Am Nachmittag des 03.04.2003 rief mich Frau B. völlig entnervt an und sagte wortwörtlich: "Diese Katze miaut ständig, ich halte das nicht mehr aus. Wenn Sie sie nicht sofort holen, dann bringe ich sie jetzt ins Tierheim!". Ich fuhr daraufhin zu ihr und holte die Katze ab. Dabei sprach ich ihr gegenüber auch an, daß Maggie laut Abgabe-Vertrag bis 31.03.2003 hätte kastriert werden müssen. Die inzwischen 9 Monate alte Kätzin war aber noch unkastriert. In diesem Zustand konnte ich sie nicht weitervermitteln. Ich ließ sie deshalb sofort am nächsten Tag kastrieren.
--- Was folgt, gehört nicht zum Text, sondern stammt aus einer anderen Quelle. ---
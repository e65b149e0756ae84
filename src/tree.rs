//! Intermediate document tree between parsed markdown and rendered HTML.

/// A node in the document tree.
///
/// `Raw` carries literal HTML embedded in the source. It is kept verbatim
/// through parsing so the filter pass can decide whether to strip it or
/// display it as escaped text.
#[derive(Clone, Debug, PartialEq)]
pub enum Node {
    Text(String),
    Raw(String),
    Element(Element),
}

/// An element node: tag name, ordered attributes, ordered children.
#[derive(Clone, Debug, PartialEq)]
pub struct Element {
    pub tag: String,
    pub attrs: Vec<(String, String)>,
    pub children: Vec<Node>,
}

impl Element {
    pub fn new(tag: impl Into<String>) -> Self {
        Self {
            tag: tag.into(),
            attrs: Vec::new(),
            children: Vec::new(),
        }
    }

    pub fn attr(&self, name: &str) -> Option<&str> {
        self.attrs
            .iter()
            .find(|(key, _)| key == name)
            .map(|(_, value)| value.as_str())
    }

    /// Set an attribute, replacing an existing value for the same name.
    pub fn set_attr(&mut self, name: &str, value: impl Into<String>) {
        let value = value.into();
        match self.attrs.iter_mut().find(|(key, _)| key == name) {
            Some(entry) => entry.1 = value,
            None => self.attrs.push((name.to_string(), value)),
        }
    }
}

/// The tree root. Not an element; never visited by element policies.
#[derive(Clone, Debug, Default, PartialEq)]
pub struct Root {
    pub children: Vec<Node>,
}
Schon nach wenigen Stunden bei mir zuhause stellte ich fest, daß Maggie ganz anders war, als ich es nach den Schilderungen der Familie B. - man hatte mir sogar erzählt, daß man die Katzen nachts ins Badezimmer sperren würde, da man Angst hätte, die Kätzin würde sonst die schlafenden Kinder angreifen - erwartet hatte. Sie war einfach nur lieb, sehr ruhig, sanftmütig, selbst Fremden gegenüber zutraulich und furchtbar liebebedürftig. Selbst auf heftiges Ziehen am Schwanz reagierte sie nur, indem sie mir mit eingezogenen Krallen die Pfote auf die Hand legte. Ich konnte sie problemlos bürsten, sie schnurrte sogar dabei. Ich begann mich zu fragen, was wohl alles passiert sein mußte, um aus diesem unkomplizierten und lieben, vielleicht ein bißchen sensiblen Kätzchen das kratzende und beißende Monster zu machen, das mir Familie B. geschildert hatte. Und ich begann mir Sorgen um Kater Billy zu machen, der bei ihnen zurückgeblieben war.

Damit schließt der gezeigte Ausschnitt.